Pensémoslo así, en una economía de trueque, cuando un precio sube, indefectiblemente otro debe de bajar. No hay forma posible de que ocurra ese “aumento generalizado” al que ya tan acostumbrados estamos en el país del tango. Propiamente, lo que sube no son los precios, sino que cae el valor de nuestra moneda. Es el dinero el que crea precios nominales, de otra forma solo existen precios relativos, por lo que la inflación es siempre y en todo lugar un fenómeno monetario.
Fueron en Argentina Raúl Prebisch y los desarrollistas quienes establecieron equivocadamente la idea de una inflación multicausal, así como otras tantas malas ideas: ¡La escasez de dólares!
Restricción Externa
De la boca de distintos miembros del Estado, así como en los medios de comunicación, reiteradas veces hemos oído que la escasez de dólares impide nuestro desarrollo. Y es cierto que faltan dólares. Pero la llamada restricción externa, que no ocurre en ningún otro país, no es más que consecuencia de nuestras propias políticas. Con todo lo que nuestra tierra y nuestra mente tienen para exportar, si algo debiera sobrar en nuestro país son las divisas.
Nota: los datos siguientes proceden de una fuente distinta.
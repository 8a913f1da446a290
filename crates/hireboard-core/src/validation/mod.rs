//! Upload validation
//!
//! Checks a declared upload against the size ceiling and content type
//! allow-list before any URL is signed for it, and object keys against
//! namespace escapes.

mod object_key;
mod resume;

pub use object_key::{check_object_key, ObjectKeyError, MAX_OBJECT_KEY_LENGTH};
pub use resume::{ResumeValidator, UploadValidationError};
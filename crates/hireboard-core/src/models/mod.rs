//! Data models for the application
//!
//! Organized by domain: jobs, applications, users, file transfer and the
//! shared page envelope.

mod application;
mod file;
mod job;
mod pagination;
mod user;

pub use application::*;
pub use file::*;
pub use job::*;
pub use pagination::*;
pub use user::*;
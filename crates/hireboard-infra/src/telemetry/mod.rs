//! Tracing subscriber initialization
//!
//! Span export over OTLP is compiled in with `observability-opentelemetry`;
//! without it only the fmt layer is installed.

#[cfg(feature = "observability-opentelemetry")]
mod init_opentelemetry;

#[cfg(not(feature = "observability-opentelemetry"))]
mod init_basic;

#[cfg(feature = "observability-opentelemetry")]
pub use init_opentelemetry::{init_telemetry, shutdown_telemetry};

#[cfg(not(feature = "observability-opentelemetry"))]
pub use init_basic::{init_telemetry, shutdown_telemetry};

use tracing_subscriber::EnvFilter;

const DEFAULT_FILTER: &str = "hireboard=debug,tower_http=debug";

/// `RUST_LOG` overrides the default filter.
fn env_filter() -> EnvFilter {
    EnvFilter::try_from_default_env().unwrap_or_else(|_| DEFAULT_FILTER.into())
}
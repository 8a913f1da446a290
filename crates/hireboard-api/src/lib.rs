//! Hireboard API Library
//!
//! HTTP handlers, the principal middleware, file transfer services and
//! application setup.

mod api_doc;
mod handlers;

pub mod auth;
pub mod error;
pub mod services;
pub mod setup;
pub mod state;

pub use api_doc::get_openapi_spec;
pub use error::{HttpAppError, ValidatedJson};
pub use state::AppState;
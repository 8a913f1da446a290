//! Keyset pagination over UUIDv7 ids
//!
//! A listing is a predicate conjunction over one table expression, ordered by
//! id descending. The total is counted over the predicates alone; the cursor
//! (`id < next_token`) only bounds the rows returned. One row beyond the page
//! is fetched to tell whether another page exists. Both statements run in one
//! read-only snapshot so the total matches the rows.

use hireboard_core::{AppError, Identified, Page};
use sqlx::postgres::PgRow;
use sqlx::{FromRow, PgPool, Postgres, QueryBuilder};
use uuid::Uuid;

/// Where a paged listing reads from
#[derive(Debug, Clone, Copy)]
pub struct ListingSource {
    pub columns: &'static str,
    /// Table expression, joins included
    pub from: &'static str,
    /// Qualified id column used for ordering and the cursor bound
    pub id_column: &'static str,
}

/// A normalized filter that can restrict a listing
pub trait CursorFilter {
    fn page_size(&self) -> i64;

    fn next_token(&self) -> Option<Uuid>;

    /// Appends one ` AND ...` clause per constraint.
    fn push_predicates(&self, builder: &mut QueryBuilder<'_, Postgres>);
}

fn checked_page_size(page_size: i64) -> Result<i64, AppError> {
    if page_size <= 0 {
        return Err(AppError::Internal(format!(
            "page size must be positive, got {}",
            page_size
        )));
    }
    Ok(page_size)
}

pub(crate) fn count_query<F: CursorFilter + ?Sized>(
    source: &ListingSource,
    filter: &F,
) -> QueryBuilder<'static, Postgres> {
    let mut builder = QueryBuilder::new("SELECT COUNT(*) FROM ");
    builder.push(source.from).push(" WHERE TRUE");
    filter.push_predicates(&mut builder);
    builder
}

pub(crate) fn page_query<F: CursorFilter + ?Sized>(
    source: &ListingSource,
    filter: &F,
    page_size: i64,
) -> QueryBuilder<'static, Postgres> {
    let mut builder = QueryBuilder::new("SELECT ");
    builder
        .push(source.columns)
        .push(" FROM ")
        .push(source.from)
        .push(" WHERE TRUE");
    filter.push_predicates(&mut builder);

    if let Some(cursor) = filter.next_token() {
        builder
            .push(" AND ")
            .push(source.id_column)
            .push(" < ")
            .push_bind(cursor);
    }

    builder
        .push(" ORDER BY ")
        .push(source.id_column)
        .push(" DESC LIMIT ")
        .push_bind(page_size + 1);
    builder
}

/// Runs the count and page queries and assembles the page.
pub async fn fetch_page<T, F>(
    pool: &PgPool,
    source: &ListingSource,
    filter: &F,
) -> Result<Page<T>, AppError>
where
    T: for<'r> FromRow<'r, PgRow> + Identified + Send + Unpin,
    F: CursorFilter + Sync + ?Sized,
{
    let page_size = checked_page_size(filter.page_size())?;

    let mut tx = pool.begin().await?;
    sqlx::query("SET TRANSACTION ISOLATION LEVEL REPEATABLE READ, READ ONLY")
        .execute(&mut *tx)
        .await?;

    let total: i64 = count_query(source, filter)
        .build_query_scalar()
        .fetch_one(&mut *tx)
        .await?;

    let rows: Vec<T> = page_query(source, filter, page_size)
        .build_query_as()
        .fetch_all(&mut *tx)
        .await?;

    tx.commit().await?;

    Ok(Page::from_rows(total, rows, page_size))
}
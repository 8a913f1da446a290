//! Wiring of repositories and services into [`AppState`]

use std::sync::Arc;

use hireboard_core::Config;
use hireboard_db::{ApplicationRepository, JobRepository, UserRepository};
use hireboard_storage::{PresignCache, Presigner};
use sqlx::PgPool;

use crate::services::file_transfer::{FileTransferService, TransferSettings};
use crate::state::AppState;

pub fn initialize_services(
    config: &Config,
    pool: PgPool,
    presigner: Arc<dyn Presigner>,
    cache: Arc<dyn PresignCache>,
) -> Arc<AppState> {
    let users = Arc::new(UserRepository::new(pool.clone()));
    let files = FileTransferService::new(
        presigner,
        cache,
        users.clone(),
        TransferSettings::from_config(config),
    );

    Arc::new(AppState {
        jobs: Arc::new(JobRepository::new(pool.clone())),
        applications: Arc::new(ApplicationRepository::new(pool.clone())),
        users,
        files,
        page_limits: config.page_limits(),
        db_pool: Some(pool),
        config: config.clone(),
    })
}
//! Presigner and presign cache setup

use std::sync::Arc;

use anyhow::{Context, Result};
use hireboard_core::Config;
use hireboard_storage::{create_presign_cache, create_presigner, PresignCache, Presigner};

pub async fn setup_storage(
    config: &Config,
) -> Result<(Arc<dyn Presigner>, Arc<dyn PresignCache>)> {
    tracing::info!(
        bucket = %config.s3_bucket(),
        region = %config.s3_region(),
        "Initializing presigner..."
    );
    let presigner = create_presigner(config)
        .await
        .context("Failed to initialize presigner")?;

    let cache = create_presign_cache(config)
        .await
        .context("Failed to initialize presign cache")?;
    tracing::info!(
        backend = if config.redis_url().is_some() { "redis" } else { "memory" },
        ttl_secs = config.presign_cache_ttl().as_secs(),
        "Presign cache initialized"
    );

    Ok((presigner, cache))
}
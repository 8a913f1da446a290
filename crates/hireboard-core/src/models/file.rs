use chrono::{DateTime, Utc};
use serde::{Deserialize, Serialize};
use utoipa::{IntoParams, ToSchema};
use validator::Validate;

/// Request for a presigned resume upload URL
#[derive(Debug, Clone, Deserialize, ToSchema, Validate)]
pub struct UploadFileRequest {
    /// Content type (MIME type) the upload will be sent with
    #[validate(length(
        min = 1,
        max = 255,
        message = "Content type must be between 1 and 255 characters"
    ))]
    pub content_type: String,
    /// Original filename
    #[validate(length(
        min = 1,
        max = 255,
        message = "Filename must be between 1 and 255 characters"
    ))]
    pub file_name: String,
    /// Exact size of the upload in bytes
    pub file_size: u64,
}

/// Presigned upload URL and the key the object will be stored under
#[derive(Debug, Clone, Serialize, Deserialize, ToSchema)]
pub struct UploadFileResponse {
    pub object_key: String,
    /// PUT the file here with the declared Content-Type and Content-Length
    pub url: String,
    pub expires_at: DateTime<Utc>,
}

#[derive(Debug, Clone, Default, Deserialize, IntoParams)]
#[into_params(parameter_in = Query)]
pub struct DownloadFileQuery {
    /// Current TOTP code, required for staff downloads
    pub passcode: Option<String>,
}

impl FromIterator<(String, String)> for DownloadFileQuery {
    fn from_iter<I: IntoIterator<Item = (String, String)>>(pairs: I) -> Self {
        let mut query = DownloadFileQuery::default();
        for (key, value) in pairs {
            if key == "passcode" {
                crate::filter::keep_first(&mut query.passcode, value);
            }
        }
        query
    }
}

#[derive(Debug, Clone, Serialize, Deserialize, ToSchema)]
pub struct DownloadFileResponse {
    pub url: String,
    pub expires_at: DateTime<Utc>,
}
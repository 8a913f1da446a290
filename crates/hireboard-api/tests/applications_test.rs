//! Application API integration tests.
//!
//! Run with: `cargo test -p hireboard-api --test applications_test`

mod helpers;

use hireboard_core::{Application, ApplicationListing, Page, User};
use serde_json::json;
use uuid::Uuid;

use helpers::{setup_test_app, TestApp, PRINCIPAL_HEADER};

async fn apply(app: &TestApp, user: &User, job_id: Uuid) -> Application {
    let response = app
        .client()
        .post("/api/applications")
        .add_header(PRINCIPAL_HEADER, user.id.to_string())
        .json(&json!({
            "job_id": job_id,
            "resume_object_key": format!("{}/{}", user.id, Uuid::now_v7()),
        }))
        .await;
    assert_eq!(response.status_code(), 201);
    response.json()
}

#[tokio::test]
async fn test_candidate_applies_for_themselves() {
    let app = setup_test_app().await;

    let application = apply(&app, &app.candidate, app.jobs[0].id).await;
    assert_eq!(application.user_id, app.candidate.id);
    assert_eq!(application.job_id, app.jobs[0].id);
    assert_eq!(application.status.to_string(), "pending");
    assert_eq!(app.store.application_count(), 1);
}

#[tokio::test]
async fn test_application_ownership_is_enforced() {
    let app = setup_test_app().await;
    let client = app.client();
    let other = app.add_candidate();
    let candidate = app.candidate.id;

    // Naming someone else as owner
    let response = client
        .post("/api/applications")
        .add_header(PRINCIPAL_HEADER, candidate.to_string())
        .json(&json!({
            "job_id": app.jobs[0].id,
            "user_id": other.id,
            "resume_object_key": format!("{}/cv", candidate),
        }))
        .await;
    assert_eq!(response.status_code(), 403);

    // Someone else's resume
    let response = client
        .post("/api/applications")
        .add_header(PRINCIPAL_HEADER, candidate.to_string())
        .json(&json!({
            "job_id": app.jobs[0].id,
            "resume_object_key": format!("{}/cv", other.id),
        }))
        .await;
    assert_eq!(response.status_code(), 403);

    // Staff do not apply
    let response = client
        .post("/api/applications")
        .add_header(PRINCIPAL_HEADER, app.hr.id.to_string())
        .json(&json!({
            "job_id": app.jobs[0].id,
            "resume_object_key": format!("{}/cv", app.hr.id),
        }))
        .await;
    assert_eq!(response.status_code(), 403);

    assert_eq!(app.store.application_count(), 0);
}

#[tokio::test]
async fn test_resume_key_cannot_climb_out_of_own_namespace() {
    let app = setup_test_app().await;
    let other = app.add_candidate();
    let candidate = app.candidate.id;

    let response = app
        .client()
        .post("/api/applications")
        .add_header(PRINCIPAL_HEADER, candidate.to_string())
        .json(&json!({
            "job_id": app.jobs[0].id,
            "resume_object_key": format!("{}/../{}/cv", candidate, other.id),
        }))
        .await;
    assert_eq!(response.status_code(), 400);
    let body: serde_json::Value = response.json();
    assert_eq!(body["code"], "BAD_REQUEST");
    assert_eq!(app.store.application_count(), 0);
}

#[tokio::test]
async fn test_application_for_unknown_job_is_bad_request() {
    let app = setup_test_app().await;

    let response = app
        .client()
        .post("/api/applications")
        .add_header(PRINCIPAL_HEADER, app.candidate.id.to_string())
        .json(&json!({
            "job_id": Uuid::now_v7(),
            "resume_object_key": format!("{}/cv", app.candidate.id),
        }))
        .await;
    assert_eq!(response.status_code(), 400);
}

#[tokio::test]
async fn test_candidate_listing_is_narrowed_to_own_applications() {
    let app = setup_test_app().await;
    let other = app.add_candidate();
    apply(&app, &app.candidate, app.jobs[0].id).await;
    apply(&app, &app.candidate, app.jobs[1].id).await;
    apply(&app, &other, app.jobs[0].id).await;

    // Asking for another candidate's applications still yields one's own
    let page: Page<ApplicationListing> = app
        .client()
        .get("/api/applications")
        .add_header(PRINCIPAL_HEADER, app.candidate.id.to_string())
        .add_query_param("user_id", other.id.to_string())
        .await
        .json();
    assert_eq!(page.total, 2);
    assert!(page.items.iter().all(|a| a.user_id == app.candidate.id));

    let page: Page<ApplicationListing> = app
        .client()
        .get("/api/applications")
        .add_header(PRINCIPAL_HEADER, other.id.to_string())
        .await
        .json();
    assert_eq!(page.total, 1);
    assert_eq!(page.items[0].user_id, other.id);
}

#[tokio::test]
async fn test_staff_see_all_applications_with_filters() {
    let app = setup_test_app().await;
    let other = app.add_candidate();
    apply(&app, &app.candidate, app.jobs[0].id).await;
    apply(&app, &other, app.jobs[0].id).await;
    apply(&app, &other, app.jobs[6].id).await;

    for staff in [&app.hr, &app.interviewer] {
        let page: Page<ApplicationListing> = app
            .client()
            .get("/api/applications")
            .add_header(PRINCIPAL_HEADER, staff.id.to_string())
            .await
            .json();
        assert_eq!(page.total, 3);
    }

    let page: Page<ApplicationListing> = app
        .client()
        .get("/api/applications")
        .add_header(PRINCIPAL_HEADER, app.hr.id.to_string())
        .add_query_param("keyword", "designer")
        .await
        .json();
    assert_eq!(page.total, 1);
    assert_eq!(page.items[0].job_title, "Designer Manager");

    let page: Page<ApplicationListing> = app
        .client()
        .get("/api/applications")
        .add_header(PRINCIPAL_HEADER, app.hr.id.to_string())
        .add_query_param("user_id", other.id.to_string())
        .add_query_param("status", "pending")
        .await
        .json();
    assert_eq!(page.total, 2);

    let page: Page<ApplicationListing> = app
        .client()
        .get("/api/applications")
        .add_header(PRINCIPAL_HEADER, app.hr.id.to_string())
        .add_query_param("status", "accepted")
        .await
        .json();
    assert_eq!(page.total, 0);
}

#[tokio::test]
async fn test_job_scoped_listing() {
    let app = setup_test_app().await;
    apply(&app, &app.candidate, app.jobs[0].id).await;
    apply(&app, &app.candidate, app.jobs[1].id).await;

    let page: Page<ApplicationListing> = app
        .client()
        .get(&format!("/api/jobs/{}/applications", app.jobs[1].id))
        .add_header(PRINCIPAL_HEADER, app.interviewer.id.to_string())
        .await
        .json();
    assert_eq!(page.total, 1);
    assert_eq!(page.items[0].job_id, app.jobs[1].id);

    let response = app
        .client()
        .get(&format!("/api/jobs/{}/applications", Uuid::now_v7()))
        .add_header(PRINCIPAL_HEADER, app.interviewer.id.to_string())
        .await;
    assert_eq!(response.status_code(), 404);
}

#[tokio::test]
async fn test_deleting_a_job_removes_its_applications() {
    let app = setup_test_app().await;
    apply(&app, &app.candidate, app.jobs[2].id).await;
    apply(&app, &app.candidate, app.jobs[3].id).await;

    let response = app
        .client()
        .delete(&format!("/api/jobs/{}", app.jobs[2].id))
        .add_header(PRINCIPAL_HEADER, app.hr.id.to_string())
        .await;
    assert_eq!(response.status_code(), 204);

    let page: Page<ApplicationListing> = app
        .client()
        .get("/api/applications")
        .add_header(PRINCIPAL_HEADER, app.candidate.id.to_string())
        .await
        .json();
    assert_eq!(page.total, 1);
    assert_eq!(page.items[0].job_id, app.jobs[3].id);
}

#[tokio::test]
async fn test_malformed_body_is_bad_request() {
    let app = setup_test_app().await;

    let response = app
        .client()
        .post("/api/applications")
        .add_header(PRINCIPAL_HEADER, app.candidate.id.to_string())
        .json(&json!({ "job_id": 7, "resume_object_key": "x" }))
        .await;
    assert_eq!(response.status_code(), 400);
    let body: serde_json::Value = response.json();
    assert_eq!(body["code"], "INVALID_INPUT");
}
Ahora bien, así como la deuda es hija del déficit, (y no del equilibrio presupuestario que defendemos los liberales) la escasez de dólares es hija de las políticas de nuestra propia autoridad monetaria y de la insistencia de nuestros dirigentes por esconder la realidad. Porque cuando uno fija precios por debajo de lo que establece el mercado libre, lo único que genera es escasez, especialmente si -como es el caso del dólar- la brecha generada es cercana al 100%.
Aproximadamente 50 años hemos vivido bajo distintos regímenes de controles de cambios desde 1930 hasta hoy. Para evitar el desangre de divisas que genera un dólar oficial subsidiado, lo que hacen nuestros políticos posteriormente es establecer cepos, impidiendo a los ciudadanos ahorrar en moneda fuerte, obligándolos a ir al mercado negro o a perder todo lo que tienen en la inflación. Cada vez, la brecha es más difícil de sostener, por lo que ante la falta de libertad no queda más opción que aumentar la intervención en todos los lugares donde sea posible, prohibiendo importar, poniendo impuestos a los gastos en el exterior, alterando las cadenas de insumos, adelantando ingresos futuros, endeudándose, etc. Todo para mantener un tipo de dólar ficticio que es completamente desalentador para todos los generadores de divisas, y completamente tentador para los pocos que pueden acceder a él. Así, los costos de todo tipo a los que nos ha llevado el control de cambios son incalculables.
Abrirse al mundo es perder cosas
Por último, quiero dedicar unas líneas al intercambio comercial. La cantidad de hombres de paja que se han construido en torno a este es enorme, muchas veces, o casi siempre, con el mero objetivo de defender intereses particulares. Con raíces en los economistas mercantilistas, se esgrime que son buenas las exportaciones, pero no las importaciones. Se dice, además, que la apertura genera desempleo, que la competencia internacional es injusta o que debe protegerse a las empresas que nacen en nuestra tierra.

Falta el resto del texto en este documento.